Kentsel Dönüşüm Gelişimi
Ülkemizde ilk göç hareketleri özellikle 1950’den sonra başlamış ve sonrasında yapılan planlama faaliyetleri ise nüfus hareketlilikleri doğru tahmin edilemediği için yetersiz kalmıştır. Ülkemizde 80’li yılların sonuna kadar yaşanan göç hareketliliği, özellikle büyük kentlerin nüfusunu sayısal açıdan arttırırken, beraberinde gecekondu ve kaçak yapılaşma gibi önemli sorunların oluşumuna da zemin hazırlamıştır. Söz konusu göç hareketliliğinin 90’lı yıllarla yavaşlaması ve nüfusun durağanlaşması, kentlere ilişkin tartışmalara farklı bir boyut kazandırmış ve yeni bazı kavramları gündeme getirmiştir.
Kent planlama, önceki süreçte, çoğu zaman, kentlere yönelen nüfusu barındıracak yeni alanların imara açılması biçiminde veya gecekondu alanlarının yenilenerek kentsel arsa pazarına kazandırılması için ıslah imar planları hazırlanması şeklinde algılanırken; bugün sürecin, dünyadaki izlenen gelişmeler eşliğinde kentlerin eskiyen ve işlevini kaybeden bölgelerinin yeniden ele alınması biçimine dönüştüğü gözlenmektedir ki bu süreçte ortaya çıkan temel kavram “kentsel dönüşüm” dür. Ülkemizde, 1950’lerden bu yana hızlı bir mekânsal dönüşüm yaşanmış ve bu dönüşüm büyük ölçüde kentsel alanlarda olmuştur.
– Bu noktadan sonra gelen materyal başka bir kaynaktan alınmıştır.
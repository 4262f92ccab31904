//! stockscreen: technical-indicator screening of an instrument universe.
//!
//! Hexagonal architecture: domain logic in [`domain`], port traits in [`ports`],
//! concrete implementations in [`adapters`].

pub mod adapters;
pub mod cli;
pub mod domain;
pub mod ports;
//! Strategy parameters and per-strategy overrides from configuration.

use crate::domain::error::{ScreenerError, StrategyError};
use crate::ports::config_port::ConfigPort;
use std::collections::HashMap;
use std::fmt;

/// Flat `name -> value` overrides for one strategy.
pub type ParamMap = HashMap<String, f64>;

/// Overrides keyed by registered strategy name.
pub type ParamOverrides = HashMap<String, ParamMap>;

/// Effective parameter set, kept in declaration order. Lookups ignore ASCII case.
#[derive(Debug, Clone, PartialEq)]
pub struct StrategyParams {
    values: Vec<(String, f64)>,
}

impl StrategyParams {
    pub fn from_defaults(defaults: &[(&str, f64)]) -> Self {
        Self {
            values: defaults
                .iter()
                .map(|(k, v)| (k.to_string(), *v))
                .collect(),
        }
    }

    /// Replaces known keys; unknown keys are ignored.
    ///
    /// Keys differing only in case (`n`, `N`) name the same parameter. The
    /// declared spelling wins, otherwise the first key in byte order; the
    /// others are logged and dropped.
    pub fn with_overrides(mut self, overrides: &ParamMap) -> Self {
        let mut keys: Vec<&str> = overrides.keys().map(String::as_str).collect();
        keys.sort_unstable();

        let mut chosen: Vec<Option<&str>> = vec![None; self.values.len()];
        for key in keys {
            let Some(i) = self.position(key) else {
                log::debug!("ignoring unknown parameter {key}");
                continue;
            };
            chosen[i] = match chosen[i] {
                None => Some(key),
                Some(prev) => {
                    let name = self.values[i].0.as_str();
                    let keep = if key == name { key } else { prev };
                    log::warn!("parameter {name} given as both {prev} and {key}; using {keep}");
                    Some(keep)
                }
            };
        }

        for (i, key) in chosen.into_iter().enumerate() {
            if let Some(value) = key.and_then(|k| overrides.get(k)) {
                self.values[i].1 = *value;
            }
        }
        self
    }

    fn position(&self, key: &str) -> Option<usize> {
        self.values
            .iter()
            .position(|(k, _)| k.eq_ignore_ascii_case(key))
    }

    pub fn get(&self, key: &str) -> Option<f64> {
        self.position(key).map(|i| self.values[i].1)
    }

    pub fn iter(&self) -> impl Iterator<Item = (&str, f64)> {
        self.values.iter().map(|(k, v)| (k.as_str(), *v))
    }

    pub fn len(&self) -> usize {
        self.values.len()
    }

    pub fn is_empty(&self) -> bool {
        self.values.is_empty()
    }

    pub fn require(&self, key: &str) -> Result<f64, StrategyError> {
        let value = self
            .get(key)
            .ok_or_else(|| StrategyError::invalid(key, f64::NAN, "parameter is not defined"))?;
        if !value.is_finite() {
            return Err(StrategyError::invalid(key, value, "must be finite"));
        }
        Ok(value)
    }

    /// A whole number of at least `min`.
    pub fn require_count(&self, key: &str, min: usize) -> Result<usize, StrategyError> {
        let value = self.require(key)?;
        if value.fract() != 0.0 {
            return Err(StrategyError::invalid(key, value, "must be a whole number"));
        }
        if value < min as f64 {
            return Err(StrategyError::invalid(
                key,
                value,
                &format!("must be at least {min}"),
            ));
        }
        Ok(value as usize)
    }
}

impl fmt::Display for StrategyParams {
    fn fmt(&self, f: &mut fmt::Formatter<'_>) -> fmt::Result {
        let parts: Vec<String> = self.iter().map(|(k, v)| format!("{k}={v}")).collect();
        write!(f, "{}", parts.join(", "))
    }
}

/// Reads one `[<strategy name>]` section per name into a numeric override map.
///
/// Sections that are absent yield no entry. A value that is not a number is a
/// fatal configuration error.
pub fn overrides_from_config(
    config: &dyn ConfigPort,
    strategy_names: &[&str],
) -> Result<ParamOverrides, ScreenerError> {
    let mut overrides = ParamOverrides::new();
    for name in strategy_names {
        let Some(section) = config.get_section(name) else {
            continue;
        };
        let mut map = ParamMap::new();
        for (key, raw) in section {
            let value: f64 = raw
                .trim()
                .parse()
                .map_err(|_| ScreenerError::ConfigInvalid {
                    section: name.to_string(),
                    key: key.clone(),
                    reason: format!("expected a number, got {raw:?}"),
                })?;
            map.insert(key, value);
        }
        overrides.insert(name.to_string(), map);
    }
    Ok(overrides)
}
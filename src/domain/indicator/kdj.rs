//! RSV/K/D/J stochastic oscillator.
//!
//! RSV = (C - LLV(L,n)) / (HHV(H,n) - LLV(L,n)) * 100
//! K = SMA(RSV, m1, 1), D = SMA(K, m2, 1), J = 3K - 2D
//!
//! RSV is 50 while the window is still filling (first n-1 rows) and
//! whenever the high-low range is flat. K and D are both seeded at 50.
//! The computation runs oldest-first; results come back in the caller's
//! storage order.

use crate::domain::indicator::{hhv, llv, sma};
use crate::domain::ohlcv::TimeSeries;

pub const NEUTRAL: f64 = 50.0;

#[derive(Debug, Clone, Copy, PartialEq)]
pub struct KdjParams {
    pub n: usize,
    pub m1: f64,
    pub m2: f64,
}

impl Default for KdjParams {
    fn default() -> Self {
        Self {
            n: 9,
            m1: 3.0,
            m2: 3.0,
        }
    }
}

/// Oscillator columns, row-aligned with the source series.
#[derive(Debug, Clone, Default, PartialEq)]
pub struct Kdj {
    pub rsv: Vec<f64>,
    pub k: Vec<f64>,
    pub d: Vec<f64>,
    pub j: Vec<f64>,
}

/// RSV over chronological columns.
pub fn rsv(close: &[f64], high: &[f64], low: &[f64], n: usize) -> Vec<f64> {
    let lowest = llv(low, n);
    let highest = hhv(high, n);
    (0..close.len())
        .map(|i| {
            let range = highest[i] - lowest[i];
            if i + 1 < n || range == 0.0 {
                NEUTRAL
            } else {
                (close[i] - lowest[i]) / range * 100.0
            }
        })
        .collect()
}

/// SMA(X, N, 1) with the first row replaced by `seed`.
fn seeded_sma(input: &[f64], n: f64, seed: f64) -> Vec<f64> {
    let mut x = input.to_vec();
    if let Some(first) = x.first_mut() {
        *first = seed;
    }
    sma(&x, n, 1.0)
}

/// Oscillator over chronological columns.
pub fn kdj_lines(close: &[f64], high: &[f64], low: &[f64], params: KdjParams) -> Kdj {
    let rsv = rsv(close, high, low, params.n);
    let k = seeded_sma(&rsv, params.m1, NEUTRAL);
    let d = seeded_sma(&k, params.m2, NEUTRAL);
    let j = k.iter().zip(&d).map(|(k, d)| 3.0 * k - 2.0 * d).collect();
    Kdj { rsv, k, d, j }
}

/// Oscillator for a series in either orientation, row-aligned with it.
pub fn calculate_kdj(series: &TimeSeries, params: KdjParams) -> Kdj {
    let close = series.chronological(|b| b.close);
    let high = series.chronological(|b| b.high);
    let low = series.chronological(|b| b.low);

    let lines = kdj_lines(&close, &high, &low, params);
    Kdj {
        rsv: series.to_storage_order(lines.rsv),
        k: series.to_storage_order(lines.k),
        d: series.to_storage_order(lines.d),
        j: series.to_storage_order(lines.j),
    }
}

#[cfg(test)]
mod tests {
    use super::*;
    use crate::domain::ohlcv::Bar;
    use approx::assert_relative_eq;
    use chrono::{Days, NaiveDate};

    fn make_series(closes: &[f64]) -> Vec<Bar> {
        let start = NaiveDate::from_ymd_opt(2024, 1, 1).unwrap();
        closes
            .iter()
            .enumerate()
            .map(|(i, &close)| Bar {
                date: start + Days::new(i as u64),
                open: close,
                high: close + 0.5 + ((i + 1) % 3) as f64 * 0.1,
                low: close - 0.5 - (i % 4) as f64 * 0.1,
                close,
                volume: 1000.0,
                amount: 0.0,
                turnover: 0.0,
                market_cap: 1e9,
            })
            .collect()
    }

    fn wave(len: usize) -> Vec<f64> {
        (0..len)
            .map(|i| 10.0 + (i as f64 * 0.7).sin() * 2.0 + i as f64 * 0.05)
            .collect()
    }

    #[test]
    fn rsv_neutral_during_warmup() {
        let close = [1.0, 2.0, 3.0, 4.0];
        let high = [1.5, 2.5, 3.5, 4.5];
        let low = [0.5, 1.5, 2.5, 3.5];
        let v = rsv(&close, &high, &low, 3);
        assert_eq!(v[0], NEUTRAL);
        assert_eq!(v[1], NEUTRAL);
        assert_relative_eq!(v[2], (3.0 - 0.5) / (3.5 - 0.5) * 100.0);
        // window rows 1..=3: llv 1.5, hhv 4.5
        assert_relative_eq!(v[3], (4.0 - 1.5) / (4.5 - 1.5) * 100.0);
    }

    #[test]
    fn rsv_neutral_on_flat_range() {
        let flat = [5.0; 12];
        let close: Vec<f64> = (0..12).map(|i| 3.0 + i as f64).collect();
        let v = rsv(&close, &flat, &flat, 9);
        assert!(v.iter().all(|&x| x == NEUTRAL));
    }

    #[test]
    fn flat_series_stays_at_fifty() {
        let bars: Vec<Bar> = make_series(&[10.0; 20])
            .into_iter()
            .map(|mut b| {
                b.high = 10.0;
                b.low = 10.0;
                b
            })
            .collect();
        let kdj = calculate_kdj(&TimeSeries::new(bars), KdjParams::default());
        for i in 0..20 {
            assert_eq!(kdj.k[i], NEUTRAL);
            assert_eq!(kdj.d[i], NEUTRAL);
            assert_eq!(kdj.j[i], NEUTRAL);
        }
    }

    #[test]
    fn seeds_k_and_d_at_fifty_regardless_of_rsv() {
        let bars = make_series(&wave(15));
        let kdj = calculate_kdj(&TimeSeries::new(bars), KdjParams { n: 1, m1: 3.0, m2: 3.0 });
        assert_eq!(kdj.k[0], NEUTRAL);
        assert_eq!(kdj.d[0], NEUTRAL);
        assert_ne!(kdj.rsv[0], NEUTRAL);
    }

    #[test]
    fn j_is_three_k_minus_two_d() {
        let bars = make_series(&wave(40));
        let kdj = calculate_kdj(&TimeSeries::new(bars), KdjParams::default());
        for i in 0..40 {
            assert_relative_eq!(kdj.j[i], 3.0 * kdj.k[i] - 2.0 * kdj.d[i], epsilon = 1e-9);
        }
    }

    #[test]
    fn descending_input_matches_ascending_by_row() {
        let bars = make_series(&wave(50));
        let ascending = calculate_kdj(&TimeSeries::new(bars.clone()), KdjParams::default());
        let mut reversed = bars;
        reversed.reverse();
        let descending = calculate_kdj(&TimeSeries::new(reversed), KdjParams::default());

        assert_eq!(descending.j.len(), 50);
        for i in 0..50 {
            let j = 49 - i;
            assert_eq!(ascending.k[i], descending.k[j]);
            assert_eq!(ascending.d[i], descending.d[j]);
            assert_eq!(ascending.j[i], descending.j[j]);
        }
    }

    #[test]
    fn empty_series() {
        let kdj = calculate_kdj(&TimeSeries::default(), KdjParams::default());
        assert!(kdj.j.is_empty());
    }
}
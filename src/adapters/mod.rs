//! Concrete adapter implementations for ports.

pub mod csv_adapter;
pub mod csv_report_adapter;
pub mod file_config_adapter;
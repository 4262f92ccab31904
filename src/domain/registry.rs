//! Strategy registry.
//!
//! Strategies are registered explicitly from a catalog of constructors. Each
//! constructor receives the overrides configured under its registered name
//! (or nothing, falling back to compiled-in defaults). A constructor that
//! fails or panics is recorded as a [`LoadFailure`] and skipped; the rest of
//! the catalog still loads.

use crate::domain::error::StrategyError;
use crate::domain::params::{ParamMap, ParamOverrides};
use crate::domain::strategy::Strategy;
use crate::domain::strategy::bowl_rebound::{self, BowlRebound};
use std::panic::{self, AssertUnwindSafe};

pub type StrategyFactory = fn(&ParamMap) -> Result<Box<dyn Strategy>, StrategyError>;

#[derive(Clone, Copy)]
pub struct CatalogEntry {
    pub name: &'static str,
    pub factory: StrategyFactory,
}

fn build_bowl_rebound(params: &ParamMap) -> Result<Box<dyn Strategy>, StrategyError> {
    let strategy = BowlRebound::new(params)?;
    Ok(Box::new(strategy))
}

/// Every strategy shipped with the crate.
pub fn builtin_catalog() -> Vec<CatalogEntry> {
    vec![CatalogEntry {
        name: bowl_rebound::NAME,
        factory: build_bowl_rebound,
    }]
}

#[derive(Debug, Clone, PartialEq)]
pub struct LoadFailure {
    pub name: String,
    pub reason: String,
}

pub struct StrategyRegistry {
    overrides: ParamOverrides,
    strategies: Vec<(String, Box<dyn Strategy>)>,
    failures: Vec<LoadFailure>,
}

impl StrategyRegistry {
    pub fn new(overrides: ParamOverrides) -> Self {
        Self {
            overrides,
            strategies: Vec::new(),
            failures: Vec::new(),
        }
    }

    /// Registry populated from [`builtin_catalog`].
    pub fn with_builtin(overrides: ParamOverrides) -> Self {
        let mut registry = Self::new(overrides);
        registry.discover(&builtin_catalog());
        registry
    }

    /// Registers every entry, isolating failures. Returns the number loaded.
    pub fn discover(&mut self, catalog: &[CatalogEntry]) -> usize {
        let mut loaded = 0;
        for entry in catalog {
            match self.register(entry.name, entry.factory) {
                Ok(()) => {
                    log::info!("registered strategy {}", entry.name);
                    loaded += 1;
                }
                Err(failure) => {
                    log::warn!("failed to load strategy {}: {}", failure.name, failure.reason);
                    self.failures.push(failure);
                }
            }
        }
        loaded
    }

    /// Instantiates one strategy under `name`, replacing any earlier registration.
    pub fn register(&mut self, name: &str, factory: StrategyFactory) -> Result<(), LoadFailure> {
        let empty = ParamMap::new();
        let params = self.overrides.get(name).unwrap_or(&empty);

        let outcome = panic::catch_unwind(AssertUnwindSafe(|| factory(params)));
        let strategy = match outcome {
            Ok(Ok(strategy)) => strategy,
            Ok(Err(e)) => {
                return Err(LoadFailure {
                    name: name.to_string(),
                    reason: e.to_string(),
                });
            }
            Err(payload) => {
                return Err(LoadFailure {
                    name: name.to_string(),
                    reason: panic_message(payload.as_ref()),
                });
            }
        };

        match self.strategies.iter_mut().find(|(n, _)| n == name) {
            Some(slot) => slot.1 = strategy,
            None => self.strategies.push((name.to_string(), strategy)),
        }
        Ok(())
    }

    pub fn get(&self, name: &str) -> Option<&dyn Strategy> {
        self.strategies
            .iter()
            .find(|(n, _)| n == name)
            .map(|(_, s)| s.as_ref())
    }

    /// Registered names in registration order.
    pub fn names(&self) -> Vec<&str> {
        self.strategies.iter().map(|(n, _)| n.as_str()).collect()
    }

    pub fn iter(&self) -> impl Iterator<Item = (&str, &dyn Strategy)> {
        self.strategies.iter().map(|(n, s)| (n.as_str(), s.as_ref()))
    }

    pub fn len(&self) -> usize {
        self.strategies.len()
    }

    pub fn is_empty(&self) -> bool {
        self.strategies.is_empty()
    }

    pub fn failures(&self) -> &[LoadFailure] {
        &self.failures
    }
}

fn panic_message(payload: &(dyn std::any::Any + Send)) -> String {
    if let Some(s) = payload.downcast_ref::<&str>() {
        format!("panicked: {s}")
    } else if let Some(s) = payload.downcast_ref::<String>() {
        format!("panicked: {s}")
    } else {
        "panicked".to_string()
    }
}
1980’lere kadar genelde piyasa mekanizması içinde ve vatandaşlarımızın planlama pratiğinden uzak çözümlerle, temelde tek parsel sınırları içinde gerçekleştirmiş oldukları bu dönüşüm sonucunda planlı kentsel doku hızla bozulmuş ve kentlerimiz yapı yığınları haline gelmiştir. Ortaya çıkan çözümler imarlı alanlarda, yap-satçı sunum biçimiyle geliştirilen çok katlı apartmanlaşma ile imarsız alanlarda, önce gecekondu olarak başlayıp, daha sonraları hisseli parselasyonla apartmanlaşma olarak gelişen kaçak yapılaşma alanları biçimlerinde ortaya çıkmıştır. 1980 sonrasında çıkarılan af yasaları ile bu düzensiz uygulamalar yasallaştırılmış ancak dönüşümünü tamamlayamamış alanlar olarak maalesef mevcudiyetlerini korumuş ve günümüze kadar gelmiştir. kişisel yararlar sağlama üzerine parsel ölçeğinde oluşturulan mikro-ittifaklarla ilerlemiş olan bu süreçte, yerel yönetimler kentlerin geleceğine yönelik vizyon geliştirmekten uzak kalmış, planlama süreçleri parsel üretmeye ve imar planları üzerinden ruhsat verme işlemine indirgenmiştir. Hemen hemen tüm kentlerimizde gözlenen bu tür kent dokularının varlığı, kentsel dönüşüm konusunun bir plan çerçevesinde ele alınması gerekliliğini arttırmaktadır.